======== Provided information ========

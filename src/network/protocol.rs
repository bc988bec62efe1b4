//! JSON-lines wire protocol
//!
//! One request object per line, one response object per line, in order.
//! Requests are tagged by `op`:
//!
//! ```text
//! {"op": "addRow", "tenant": "acme", "table": "orders", "row": {"total": 5}}
//! {"ok": true, "result": {"rowId": "...", "partition": {...}, "warnings": []}}
//! {"ok": false, "error": {"kind": "NotFound", "message": "...", "retryable": false}}
//! ```
use serde::{Deserialize, Serialize};
use serde_json::Value;

use crate::executor::QueryOptions;
use crate::parser::Query;
use crate::types::{DatabaseError, Schema};

/// Protocol revision reported by `ping`
pub const PROTOCOL_VERSION: u32 = 1;

/// Longest request line the server will buffer
pub const MAX_LINE_BYTES: usize = 16 * 1024 * 1024;

#[derive(Debug, Clone, PartialEq, Serialize, Deserialize)]
#[serde(tag = "op", rename_all = "camelCase")]
pub enum Request {
    Ping,
    #[serde(rename_all = "camelCase")]
    AddRow {
        tenant: String,
        table: String,
        row: Value,
    },
    ReadTable {
        tenant: String,
        table: String,
    },
    #[serde(rename_all = "camelCase")]
    UpdateCell {
        tenant: String,
        table: String,
        row_id: String,
        column: String,
        value: Value,
    },
    #[serde(rename_all = "camelCase")]
    UpdateRow {
        tenant: String,
        table: String,
        row_id: String,
        patch: Value,
    },
    #[serde(rename_all = "camelCase")]
    DeleteRow {
        tenant: String,
        table: String,
        row_id: String,
    },
    ListTables {
        tenant: String,
    },
    Query {
        tenant: String,
        query: Query,
        #[serde(default, skip_serializing_if = "Option::is_none")]
        options: Option<QueryOptions>,
    },
    Usage {
        tenant: String,
    },
    GetSchema {
        tenant: String,
        table: String,
    },
    RecordSchema {
        tenant: String,
        table: String,
        schema: Schema,
    },
}

impl Request {
    /// Parse one request line
    pub fn decode(line: &str) -> Result<Self, DatabaseError> {
        serde_json::from_str(line.trim()).map_err(|e| DatabaseError::InvalidQuery(format!("bad request: {e}")))
    }

    pub fn encode(&self) -> Result<String, DatabaseError> {
        Ok(serde_json::to_string(self)?)
    }

    /// Operation name, for logs
    #[must_use]
    pub const fn op(&self) -> &'static str {
        match self {
            Self::Ping => "ping",
            Self::AddRow { .. } => "addRow",
            Self::ReadTable { .. } => "readTable",
            Self::UpdateCell { .. } => "updateCell",
            Self::UpdateRow { .. } => "updateRow",
            Self::DeleteRow { .. } => "deleteRow",
            Self::ListTables { .. } => "listTables",
            Self::Query { .. } => "query",
            Self::Usage { .. } => "usage",
            Self::GetSchema { .. } => "getSchema",
            Self::RecordSchema { .. } => "recordSchema",
        }
    }

    #[must_use]
    pub fn tenant(&self) -> Option<&str> {
        match self {
            Self::Ping => None,
            Self::AddRow { tenant, .. }
            | Self::ReadTable { tenant, .. }
            | Self::UpdateCell { tenant, .. }
            | Self::UpdateRow { tenant, .. }
            | Self::DeleteRow { tenant, .. }
            | Self::ListTables { tenant }
            | Self::Query { tenant, .. }
            | Self::Usage { tenant }
            | Self::GetSchema { tenant, .. }
            | Self::RecordSchema { tenant, .. } => Some(tenant),
        }
    }
}

#[derive(Debug, Clone, PartialEq, Eq, Serialize, Deserialize)]
pub struct ErrorBody {
    pub kind: String,
    pub message: String,
    pub retryable: bool,
}

impl From<&DatabaseError> for ErrorBody {
    fn from(err: &DatabaseError) -> Self {
        Self {
            kind: err.kind().to_string(),
            message: err.to_string(),
            retryable: err.is_retryable(),
        }
    }
}

#[derive(Debug, Clone, PartialEq, Serialize, Deserialize)]
pub struct Response {
    pub ok: bool,
    #[serde(default, skip_serializing_if = "Option::is_none")]
    pub result: Option<Value>,
    #[serde(default, skip_serializing_if = "Option::is_none")]
    pub error: Option<ErrorBody>,
}

impl Response {
    #[must_use]
    pub const fn success(result: Value) -> Self {
        Self {
            ok: true,
            result: Some(result),
            error: None,
        }
    }

    #[must_use]
    pub fn failure(err: &DatabaseError) -> Self {
        Self {
            ok: false,
            result: None,
            error: Some(ErrorBody::from(err)),
        }
    }

    /// Serialize any result value, reporting serialization trouble as a failure
    pub fn from_result<T: Serialize>(result: Result<T, DatabaseError>) -> Self {
        match result.and_then(|v| serde_json::to_value(v).map_err(DatabaseError::from)) {
            Ok(value) => Self::success(value),
            Err(e) => Self::failure(&e),
        }
    }

    /// Single line, newline not included
    pub fn encode(&self) -> Result<String, DatabaseError> {
        Ok(serde_json::to_string(self)?)
    }

    pub fn decode(line: &str) -> Result<Self, DatabaseError> {
        Ok(serde_json::from_str(line.trim())?)
    }
}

========

## Exercise:
Return a copy of each line in the entries that contains "trim".

## Output:
        serde_json::from_str(line.trim()).map_err(|e| DatabaseError::InvalidQuery(format!("bad request: {e}")))
        Ok(serde_json::from_str(line.trim())?)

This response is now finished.